House Republicans on Thursday released an impeachment resolution that would formalize their inquiry into the business dealings of President Joe Biden and his family.
Three of the chamber’s committees — Oversight and Accountability, Judiciary, and Ways and Means — have been conducting an informal impeachment investigation since then-Speaker Kevin McCarthy, R-Calif., ordered them to do so in September. Like McCarthy, new Speaker Mike Johnson, R-La., has accused the White House and Biden camp of refusing to turn over documents and allow testimony.
Johnson said this week that House GOP leaders need more authorities to obtain additional documents and testimony, which would be unlocked if the full House votes to formally bless the impeachment probe.
According to the resolution, the three committees would be “directed to continue their ongoing investigations as part of the House of Representatives inquiry into whether sufficient grounds exist for the House of Representatives to exercise its Constitutional power to impeach Joseph Biden.”
The resolution is mostly procedural. It would authorize the chairs of the committees to take actions like holding public hearings and issuing subpoenas. It also would give the committee chairs authority to release copies of any transcripts from closed-door depositions.

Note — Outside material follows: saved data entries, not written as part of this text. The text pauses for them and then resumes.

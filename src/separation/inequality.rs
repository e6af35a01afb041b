//! 基于区域基的不等式求解。
//!
//! 区域的有效权重写成区域基的整数组合 `W = Σ cᵢ·wᵢ`，状态标识 `m(s) = m0 + Σ cᵢ·wᵢ·P(s)`
//! 对未知量 `c`、`m0` 线性。弦方程由区域基自动满足，只需对每个实例求解一个小的不等式组。
//! 非纯情形下被分离事件 `e` 额外带一个自环 `β`：输入权重为 `β`，输出权重为 `β + W[e]`。
use num::{BigInt, ToPrimitive};

use crate::cancel::Interrupted;
use crate::properties::Structure;
use crate::regions::{Region, RegionBuilder};
use crate::separation::{Separation, SeparationContext};
use crate::solver::{
    CheckResult, ConstraintBackend, Formula, LinearExpr, Model, Var, backend_is_exact, new_backend,
};
use crate::ts::StateId;

pub struct InequalitySeparation {
    context: SeparationContext,
    /// `weights[i][e]`: effective weight of basis region `i` on event `e`.
    weights: Vec<Vec<i64>>,
    /// `effects[i][p]`: effect of basis region `i` at the reachable state with position `p`.
    effects: Vec<Vec<i64>>,
    gave_up: usize,
}

struct Unknowns {
    coefficients: Vec<Var>,
    initial: Var,
}

impl InequalitySeparation {
    pub fn create(context: &SeparationContext) -> Option<Box<dyn Separation>> {
        if !context
            .properties
            .structure_within(Structure::PURE | Structure::PLAIN)
            || context.utility.ts().has_locations()
        {
            return None;
        }
        let utility = &context.utility;
        let Ok(basis) = utility.prepare_basis(&context.cancel) else {
            log::debug!("region basis interrupted, inequality separation left out");
            return None;
        };
        let mut weights = Vec::new();
        let mut effects = Vec::new();
        for region in basis {
            weights.push(
                region
                    .weights()
                    .iter()
                    .map(ToPrimitive::to_i64)
                    .collect::<Option<Vec<_>>>()?,
            );
            effects.push(
                utility
                    .reachable_states()
                    .iter()
                    .map(|&state| {
                        let parikh = utility.reaching_parikh_vector(state).ok()?;
                        region.evaluate(parikh).to_i64()
                    })
                    .collect::<Option<Vec<_>>>()?,
            );
        }
        Some(Box::new(Self {
            context: context.clone(),
            weights,
            effects,
            gave_up: 0,
        }))
    }

    fn marking_bound(&self) -> Option<i64> {
        self.context
            .properties
            .k_bounded()
            .map(|k| i64::try_from(k).unwrap_or(i64::MAX))
    }

    fn declare(&self, backend: &mut dyn ConstraintBackend) -> Unknowns {
        let coefficients = (0..self.weights.len())
            .map(|i| backend.new_var(&format!("c{i}"), None, None))
            .collect();
        let initial = backend.new_var("m0", Some(0), self.marking_bound());
        if let Some(k) = self.context.properties.k_marking() {
            let k = i64::try_from(k).unwrap_or(i64::MAX);
            let upper = self.marking_bound().map(|bound| bound / k);
            let factor = backend.new_var("y", Some(0), upper);
            backend.assert(Formula::eq(initial, LinearExpr::term(factor, k)));
        }
        Unknowns {
            coefficients,
            initial,
        }
    }

    fn weight(&self, unknowns: &Unknowns, event: usize) -> LinearExpr {
        let mut expr = LinearExpr::new();
        for (i, &c) in unknowns.coefficients.iter().enumerate() {
            expr.add_term(c, self.weights[i][event]);
        }
        expr
    }

    fn marking(&self, unknowns: &Unknowns, state: StateId) -> LinearExpr {
        let mut expr = LinearExpr::from(unknowns.initial);
        if let Some(position) = self.context.utility.position(state) {
            for (i, &c) in unknowns.coefficients.iter().enumerate() {
                expr.add_term(c, self.effects[i][position]);
            }
        }
        expr
    }

    /// Non-negative, bounded markings and plain weights outside `except`.
    fn base_constraints(&self, unknowns: &Unknowns, except: Option<usize>) -> Formula {
        let utility = &self.context.utility;
        let mut parts = Vec::new();
        for &state in utility.reachable_states() {
            let marking = self.marking(unknowns, state);
            parts.push(Formula::ge(marking.clone(), 0i64));
            if let Some(bound) = self.marking_bound() {
                parts.push(Formula::le(marking, bound));
            }
        }
        if self.context.properties.is_plain() {
            for event in (0..utility.event_count()).filter(|e| Some(*e) != except) {
                parts.push(Formula::le(self.weight(unknowns, event), 1i64));
                parts.push(Formula::ge(self.weight(unknowns, event), -1i64));
            }
        }
        Formula::and(parts)
    }

    fn check(&mut self, backend: &mut dyn ConstraintBackend) -> Result<Option<Model>, Interrupted> {
        Ok(match backend.check(&self.context.cancel)? {
            CheckResult::Sat(model) => Some(model),
            CheckResult::Unsat => None,
            CheckResult::Unknown => {
                self.gave_up += 1;
                None
            }
        })
    }

    fn builder(&self, coefficients: &[i64], except: Option<usize>) -> RegionBuilder {
        let utility = &self.context.utility;
        let mut builder = RegionBuilder::new(utility.event_count());
        for event in (0..utility.event_count()).filter(|e| Some(*e) != except) {
            let weight = coefficients
                .iter()
                .enumerate()
                .fold(BigInt::from(0), |acc, (i, c)| {
                    acc + BigInt::from(*c) * BigInt::from(self.weights[i][event])
                });
            builder.add_weight_on(event, weight);
        }
        builder
    }

    fn accept(&self, region: Region) -> Option<Region> {
        match region.check_valid(&self.context.utility) {
            Ok(()) => Some(region),
            Err(err) => {
                log::warn!("inequality system produced an invalid region: {err}");
                None
            }
        }
    }
}

impl Separation for InequalitySeparation {
    fn name(&self) -> &'static str {
        "inequality"
    }

    fn separate_states(
        &mut self,
        left: StateId,
        right: StateId,
    ) -> Result<Option<Region>, Interrupted> {
        self.context.cancel.check()?;
        let mut backend = new_backend(&self.context.config.solver);
        let unknowns = self.declare(backend.as_mut());
        backend.assert(self.base_constraints(&unknowns, None));
        backend.assert(Formula::ne(
            self.marking(&unknowns, left),
            self.marking(&unknowns, right),
        ));
        let Some(model) = self.check(backend.as_mut())? else {
            return Ok(None);
        };
        let coefficients = unknowns
            .coefficients
            .iter()
            .map(|&c| model.value(c))
            .collect::<Vec<_>>();
        let region = self
            .builder(&coefficients, None)
            .with_initial_marking(model.value(unknowns.initial));
        Ok(self.accept(region))
    }

    fn separate_event(
        &mut self,
        state: StateId,
        event: usize,
    ) -> Result<Option<Region>, Interrupted> {
        self.context.cancel.check()?;
        let utility = self.context.utility.clone();
        let properties = self.context.properties;
        let mut backend = new_backend(&self.context.config.solver);
        let unknowns = self.declare(backend.as_mut());
        let loop_weight = backend.new_var("beta", Some(0), None);
        let weight = self.weight(&unknowns, event);
        let produced = LinearExpr::from(loop_weight) + weight.clone();

        backend.assert(self.base_constraints(&unknowns, Some(event)));
        backend.assert(Formula::ge(produced.clone(), 0i64));
        if properties.is_pure() {
            backend.assert(Formula::eq(produced.clone(), 0i64));
        }
        if properties.is_plain() {
            backend.assert(Formula::le(loop_weight, 1i64));
            backend.assert(Formula::le(produced, 1i64));
        }
        for arc in utility.arcs().iter().filter(|arc| arc.event == event) {
            backend.assert(Formula::ge(self.marking(&unknowns, arc.source), loop_weight));
        }
        backend.assert(Formula::lt(self.marking(&unknowns, state), loop_weight));

        let Some(model) = self.check(backend.as_mut())? else {
            return Ok(None);
        };
        let coefficients = unknowns
            .coefficients
            .iter()
            .map(|&c| model.value(c))
            .collect::<Vec<_>>();
        let separated_weight = weight.evaluate(&model);
        let mut builder = self.builder(&coefficients, Some(event));
        builder.add_weight_on(event, separated_weight);
        builder.add_loop_around(event, model.value(loop_weight) - (-separated_weight).max(0));
        let region = builder.with_initial_marking(model.value(unknowns.initial));
        Ok(self.accept(region))
    }

    fn is_exact(&self) -> bool {
        backend_is_exact(&self.context.config.solver)
    }

    fn inconclusive(&self) -> usize {
        self.gave_up
    }
}
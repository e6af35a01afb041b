//! 有限展开（limited unfolding）：语言等价模式下的预处理。
//!
//! 深度优先遍历确定性 TS 并构造新副本。若目标状态已在当前根路径上，
//! 则复用该副本闭合环路，而不是继续复制；其余情况下每条路径得到独立副本。
use indexmap::IndexMap;

use crate::cancel::{CancelToken, Interrupted};
use crate::ts::{StateId, TransitionSystem, TsError};

#[derive(Debug, thiserror::Error)]
pub enum UnfoldingError {
    #[error(transparent)]
    Ts(#[from] TsError),
    #[error(transparent)]
    Interrupted(#[from] Interrupted),
}

struct Frame {
    original: StateId,
    copy: StateId,
    next_arc: usize,
}

/// Unfolds `ts` into a tree whose only cycles are back edges to the current path.
pub fn limited_unfolding(
    ts: &TransitionSystem,
    cancel: &CancelToken,
) -> Result<TransitionSystem, UnfoldingError> {
    ts.check_deterministic()?;

    let initial = ts.initial();
    let mut unfolded =
        TransitionSystem::new(ts.state_name(initial).to_string()).with_name(ts.name());
    for (label, location) in ts.locations() {
        unfolded.set_location(label.as_str(), location.as_str());
    }

    // original state -> its copy on the current root path
    let mut on_path: IndexMap<StateId, StateId> = IndexMap::new();
    on_path.insert(initial, unfolded.initial());
    let mut stack = vec![Frame {
        original: initial,
        copy: unfolded.initial(),
        next_arc: 0,
    }];

    while let Some(frame) = stack.last_mut() {
        cancel.check()?;
        let outgoing = ts.outgoing(frame.original);
        let Some(arc) = outgoing.get(frame.next_arc).copied() else {
            on_path.pop();
            stack.pop();
            continue;
        };
        frame.next_arc += 1;
        let source = frame.copy;

        if let Some(&existing) = on_path.get(&arc.target) {
            unfolded.add_arc(source, arc.label, existing);
            continue;
        }
        let name = format!("{}_{}", ts.state_name(arc.target), unfolded.state_count());
        let copy = unfolded.add_state(name);
        unfolded.add_arc(source, arc.label, copy);
        on_path.insert(arc.target, copy);
        stack.push(Frame {
            original: arc.target,
            copy,
            next_arc: 0,
        });
    }

    log::debug!(
        "limited unfolding: {} states -> {} states",
        ts.state_count(),
        unfolded.state_count()
    );
    Ok(unfolded)
}
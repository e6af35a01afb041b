//! 区域工具：对一个 TS 构造一次，之后只读（区域基延迟计算并缓存）。
//!
//! 生成树为从初始状态出发的 BFS 树，出弧按插入顺序遍历，因此结果稳定。
//! 不在生成树上的弧称为弦（chord），其 Parikh 差向量构成区域基的齐次方程组。
use std::collections::VecDeque;
use std::convert::Infallible;

use indexmap::IndexSet;
use num::{BigInt, Signed, Zero};
use once_cell::unsync::OnceCell;
use smallvec::SmallVec;

use crate::cancel::{CancelToken, Interrupted};
use crate::regions::basis::integer_kernel_basis_with;
use crate::regions::region::normal_initial_marking;
use crate::regions::{Region, RegionError};
use crate::ts::{ArcId, StateId, TransitionSystem};

/// Arc between two reachable states with its label resolved to an event index.
#[derive(Debug, Clone, Copy, PartialEq, Eq)]
pub struct EventArc {
    pub id: ArcId,
    pub source: StateId,
    pub event: usize,
    pub target: StateId,
}

#[derive(Debug)]
pub struct RegionUtility {
    ts: TransitionSystem,
    events: IndexSet<String>,
    reachable: Vec<StateId>,
    /// Position of each state (by index) in `reachable`.
    position: Vec<Option<usize>>,
    parikh: Vec<Vec<i64>>,
    tree_arc: Vec<Option<ArcId>>,
    chords: Vec<ArcId>,
    arcs: Vec<EventArc>,
    enabled: Vec<SmallVec<[usize; 4]>>,
    basis: OnceCell<Vec<Region>>,
}

impl RegionUtility {
    pub fn new(ts: TransitionSystem) -> Self {
        let Ok(utility) = Self::build(ts, || Ok::<(), Infallible>(()));
        utility
    }

    /// Same as [`RegionUtility::new`], polling `cancel` once per visited state.
    pub fn new_cancellable(ts: TransitionSystem, cancel: &CancelToken) -> Result<Self, Interrupted> {
        Self::build(ts, || cancel.check())
    }

    fn build<E>(ts: TransitionSystem, mut poll: impl FnMut() -> Result<(), E>) -> Result<Self, E> {
        let events = ts.alphabet().into_iter().collect::<IndexSet<_>>();
        let n = events.len();

        let mut position = vec![None; ts.state_count()];
        let mut tree_arc = vec![None; ts.state_count()];
        let mut reachable = Vec::with_capacity(ts.state_count());
        let mut parikh: Vec<Vec<i64>> = Vec::with_capacity(ts.state_count());
        let mut is_tree = vec![false; ts.arc_count()];

        position[ts.initial().index()] = Some(0);
        reachable.push(ts.initial());
        parikh.push(vec![0; n]);
        let mut queue = VecDeque::from([ts.initial()]);
        while let Some(state) = queue.pop_front() {
            poll()?;
            let base = position[state.index()].unwrap_or_default();
            for arc in ts.outgoing(state) {
                if position[arc.target.index()].is_some() {
                    continue;
                }
                let Some(event) = events.get_index_of(arc.label) else {
                    continue;
                };
                let mut vector = parikh[base].clone();
                vector[event] += 1;
                position[arc.target.index()] = Some(reachable.len());
                tree_arc[arc.target.index()] = Some(arc.id);
                is_tree[arc.id.index()] = true;
                reachable.push(arc.target);
                parikh.push(vector);
                queue.push_back(arc.target);
            }
        }

        let mut arcs = Vec::new();
        let mut chords = Vec::new();
        let mut enabled = vec![SmallVec::new(); reachable.len()];
        for &state in &reachable {
            poll()?;
            for arc in ts.outgoing(state) {
                let Some(event) = events.get_index_of(arc.label) else {
                    continue;
                };
                arcs.push(EventArc {
                    id: arc.id,
                    source: arc.source,
                    event,
                    target: arc.target,
                });
                if !is_tree[arc.id.index()] {
                    chords.push(arc.id);
                }
                let slot: &mut SmallVec<[usize; 4]> =
                    &mut enabled[position[state.index()].unwrap_or_default()];
                if !slot.contains(&event) {
                    slot.push(event);
                }
            }
        }

        log::debug!(
            "region utility: {} events, {} reachable states, {} chords",
            n,
            reachable.len(),
            chords.len()
        );

        Ok(Self {
            ts,
            events,
            reachable,
            position,
            parikh,
            tree_arc,
            chords,
            arcs,
            enabled,
            basis: OnceCell::new(),
        })
    }

    pub fn ts(&self) -> &TransitionSystem {
        &self.ts
    }

    pub fn state_name(&self, state: StateId) -> &str {
        self.ts.state_name(state)
    }

    pub fn event_count(&self) -> usize {
        self.events.len()
    }

    pub fn events(&self) -> impl Iterator<Item = &str> + '_ {
        self.events.iter().map(String::as_str)
    }

    pub fn event_index(&self, label: &str) -> Option<usize> {
        self.events.get_index_of(label)
    }

    pub fn event_label(&self, event: usize) -> &str {
        self.events
            .get_index(event)
            .map(String::as_str)
            .unwrap_or("<unknown>")
    }

    pub fn event_location(&self, event: usize) -> Option<&str> {
        self.ts.location(self.event_label(event))
    }

    /// Reachable states in spanning-tree (breadth-first) order.
    pub fn reachable_states(&self) -> &[StateId] {
        &self.reachable
    }

    pub fn position(&self, state: StateId) -> Option<usize> {
        self.position.get(state.index()).copied().flatten()
    }

    pub fn is_reachable(&self, state: StateId) -> bool {
        self.position(state).is_some()
    }

    fn require_position(&self, state: StateId) -> Result<usize, RegionError> {
        self.position(state)
            .ok_or_else(|| RegionError::Unreachable(self.ts.state_name(state).to_string()))
    }

    pub fn reaching_parikh_vector(&self, state: StateId) -> Result<&[i64], RegionError> {
        let position = self.require_position(state)?;
        Ok(&self.parikh[position])
    }

    pub fn tree_arc(&self, state: StateId) -> Option<ArcId> {
        self.tree_arc.get(state.index()).copied().flatten()
    }

    pub fn chords(&self) -> &[ArcId] {
        &self.chords
    }

    /// `P(s) - P(s') + unit(e)` for the arc `s --e--> s'`; zero on tree arcs.
    pub fn parikh_vector_for_edge(&self, id: ArcId) -> Result<Vec<i64>, RegionError> {
        let Some(arc) = self.ts.arc(id) else {
            return Err(RegionError::Unreachable(format!("arc {}", id.index())));
        };
        let event = self
            .event_index(arc.label)
            .ok_or_else(|| RegionError::MissingLabel(arc.label.to_string()))?;
        let source = self.reaching_parikh_vector(arc.source)?;
        let target = self.reaching_parikh_vector(arc.target)?;
        let mut vector = source
            .iter()
            .zip(target.iter())
            .map(|(s, t)| s - t)
            .collect::<Vec<_>>();
        vector[event] += 1;
        Ok(vector)
    }

    /// All arcs whose source is reachable.
    pub fn arcs(&self) -> &[EventArc] {
        &self.arcs
    }

    pub fn enabled_events(&self, state: StateId) -> &[usize] {
        self.position(state)
            .map(|position| self.enabled[position].as_slice())
            .unwrap_or(&[])
    }

    pub fn is_enabled(&self, state: StateId, event: usize) -> bool {
        self.enabled_events(state).contains(&event)
    }

    /// Every event/state separation instance: a reachable state and an event disabled there.
    pub fn event_state_problems(&self) -> Vec<(StateId, usize)> {
        let mut problems = Vec::new();
        for &state in &self.reachable {
            for event in 0..self.event_count() {
                if !self.is_enabled(state, event) {
                    problems.push((state, event));
                }
            }
        }
        problems
    }

    /// Pure regions generating every region of the TS, each with its normal initial marking.
    pub fn region_basis(&self) -> &[Region] {
        let Ok(basis) = self
            .basis
            .get_or_try_init(|| self.compute_basis(|| Ok::<(), Infallible>(())));
        basis
    }

    /// Computes and caches [`RegionUtility::region_basis`], polling `cancel` per chord.
    pub fn prepare_basis(&self, cancel: &CancelToken) -> Result<&[Region], Interrupted> {
        self.basis
            .get_or_try_init(|| self.compute_basis(|| cancel.check()))
            .map(Vec::as_slice)
    }

    fn compute_basis<E>(&self, mut poll: impl FnMut() -> Result<(), E>) -> Result<Vec<Region>, E> {
        let mut rows = Vec::with_capacity(self.chords.len());
        for &chord in &self.chords {
            poll()?;
            let Ok(vector) = self.parikh_vector_for_edge(chord) else {
                continue;
            };
            if vector.iter().any(|value| *value != 0) {
                rows.push(vector.into_iter().map(BigInt::from).collect::<Vec<_>>());
            }
        }
        let kernel = integer_kernel_basis_with(&rows, self.event_count(), &mut poll)?;
        let basis = kernel
            .into_iter()
            .map(|weights| {
                let backward = weights
                    .iter()
                    .map(|w| if w.is_negative() { -w } else { BigInt::zero() })
                    .collect::<Vec<_>>();
                let forward = weights
                    .iter()
                    .map(|w| if w.is_positive() { w.clone() } else { BigInt::zero() })
                    .collect::<Vec<_>>();
                let initial = normal_initial_marking(self, &backward, &forward);
                Region::from_parts(backward, forward, initial)
            })
            .collect::<Vec<_>>();
        log::debug!("region basis has {} elements", basis.len());
        Ok(basis)
    }
}

#[cfg(test)]
mod tests {
    use super::*;

    /// s0 -a-> s1 -b-> s2 -c-> s0, plus s1 -d-> s1
    fn cycle() -> TransitionSystem {
        let mut ts = TransitionSystem::new("s0");
        ts.add_arc_named("s0", "a", "s1");
        ts.add_arc_named("s1", "b", "s2");
        ts.add_arc_named("s2", "c", "s0");
        ts.add_arc_named("s1", "d", "s1");
        ts
    }

    #[test]
    fn parikh_vectors_follow_the_tree() {
        let utility = RegionUtility::new(cycle());
        let ts = utility.ts();
        let s0 = ts.initial();
        assert_eq!(utility.reaching_parikh_vector(s0).unwrap(), &[0, 0, 0, 0]);
        for &state in utility.reachable_states() {
            let Some(tree) = utility.tree_arc(state) else {
                continue;
            };
            let arc = ts.arc(tree).unwrap();
            let event = utility.event_index(arc.label).unwrap();
            let mut expected = utility.reaching_parikh_vector(arc.source).unwrap().to_vec();
            expected[event] += 1;
            assert_eq!(utility.reaching_parikh_vector(state).unwrap(), expected.as_slice());
        }
        assert_eq!(utility.chords().len(), 2);
    }

    #[test]
    fn unreachable_state_is_reported() {
        let mut ts = cycle();
        let lonely = ts.add_state("lonely");
        let utility = RegionUtility::new(ts);
        assert_eq!(
            utility.reaching_parikh_vector(lonely),
            Err(RegionError::Unreachable("lonely".into()))
        );
        assert!(utility.enabled_events(lonely).is_empty());
    }

    #[test]
    fn basis_vanishes_on_every_chord() {
        let utility = RegionUtility::new(cycle());
        let basis = utility.region_basis();
        assert!(!basis.is_empty());
        for &chord in utility.chords() {
            let vector = utility.parikh_vector_for_edge(chord).unwrap();
            for region in basis {
                assert!(region.evaluate(&vector).is_zero());
            }
        }
        for region in basis {
            assert!(region.is_pure());
            assert!(region.check_valid(&utility).is_ok());
        }
    }

    #[test]
    fn cancelled_construction_is_interrupted() {
        let cancel = CancelToken::new();
        assert!(RegionUtility::new_cancellable(cycle(), &cancel).is_ok());
        let utility = RegionUtility::new(cycle());
        cancel.cancel();
        assert_eq!(
            RegionUtility::new_cancellable(cycle(), &cancel).err(),
            Some(Interrupted)
        );
        assert_eq!(utility.prepare_basis(&cancel).err(), Some(Interrupted));
        // a computed basis is cached and no longer polls
        let basis = utility.region_basis().len();
        assert_eq!(utility.prepare_basis(&cancel).map(<[Region]>::len), Ok(basis));
    }

    #[test]
    fn event_state_problems_skip_enabled_events() {
        let utility = RegionUtility::new(cycle());
        let problems = utility.event_state_problems();
        let s1 = utility.ts().state("s1").unwrap();
        let b = utility.event_index("b").unwrap();
        assert!(!problems.contains(&(s1, b)));
        // 3 states * 4 events - 4 enabled pairs
        assert_eq!(problems.len(), 8);
    }
}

An accompanying resolution would formally bless “the enforcement of subpoenas issued by the chairs of the committees on Oversight and Accountability, Ways and Means, or the Judiciary as part of the inquiry into whether sufficient grounds exist for the House of Representatives to exercise its Constitutional power to impeach Joseph Biden, President of the United States of America, and for other purposes.”
Johnson does appear to have some work to do to persuade enough of his moderates, including 17 remaining ones who won districts in 2022 that Biden won in 2020, to vote with leadership on the floor. Former New York Rep. George Santos was the 18th; he was expelled last week by the full House as he faces a number of criminal charges.
During a Tuesday news conference, Johnson, who has been speaker since late October, laid out his sales pitch to those moderates. A vote could occur as soon as next week; the House is slated to leave for a holiday season break on Dec. 14.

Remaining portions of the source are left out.